*** Provided material ***
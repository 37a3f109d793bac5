//! expectimax-2048: a 2048 move engine
//!
//! This crate provides:
//! - A compact `Board` type with ergonomic methods (`shift`, `make_move`, `score`, ...)
//! - An Expectimax move selector (`expectimax` module) that scores the four
//!   root directions sequentially or on rayon's pool
//! - A rule-based policy (`rules`) and a random baseline behind the same
//!   [`strategy::Strategy`] interface
//! - TOML configuration (`config`) and a local self-play loop (`selfplay`)
//!
//! Quick start:
//! ```
//! use expectimax_2048::engine::{Board, Move};
//! use expectimax_2048::expectimax::Expectimax;
//! use rand::{rngs::StdRng, SeedableRng};
//!
//! // Deterministic board initialization with a seeded RNG
//! let mut rng = StdRng::seed_from_u64(42);
//! let b0 = Board::EMPTY.with_random_tile(&mut rng).with_random_tile(&mut rng);
//! let mut ex = Expectimax::new();
//! let dir = ex.best_move(b0).unwrap();
//! assert_ne!(b0.shift(dir), b0);
//! let b1 = b0.make_move(dir, &mut rng);
//! assert_eq!(b1.count_empty(), b0.shift(dir).count_empty() - 1);
//! ```
//!
//! Boards parse from text as well: `"2 2 . . / . . . . / . . . . / . . . 4".parse::<Board>()`.
pub mod config;
pub mod engine;
pub mod expectimax;
pub mod rules;
pub mod selfplay;
pub mod strategy;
***
Problem description:
Output the line holding "Boards parse from", then every later line through the end of the records above, exactly as given and nothing else.

Response to the task:
//! Boards parse from text as well: `"2 2 . . / . . . . / . . . . / . . . 4".parse::<Board>()`.
pub mod config;
pub mod engine;
pub mod expectimax;
pub mod rules;
pub mod selfplay;
pub mod strategy;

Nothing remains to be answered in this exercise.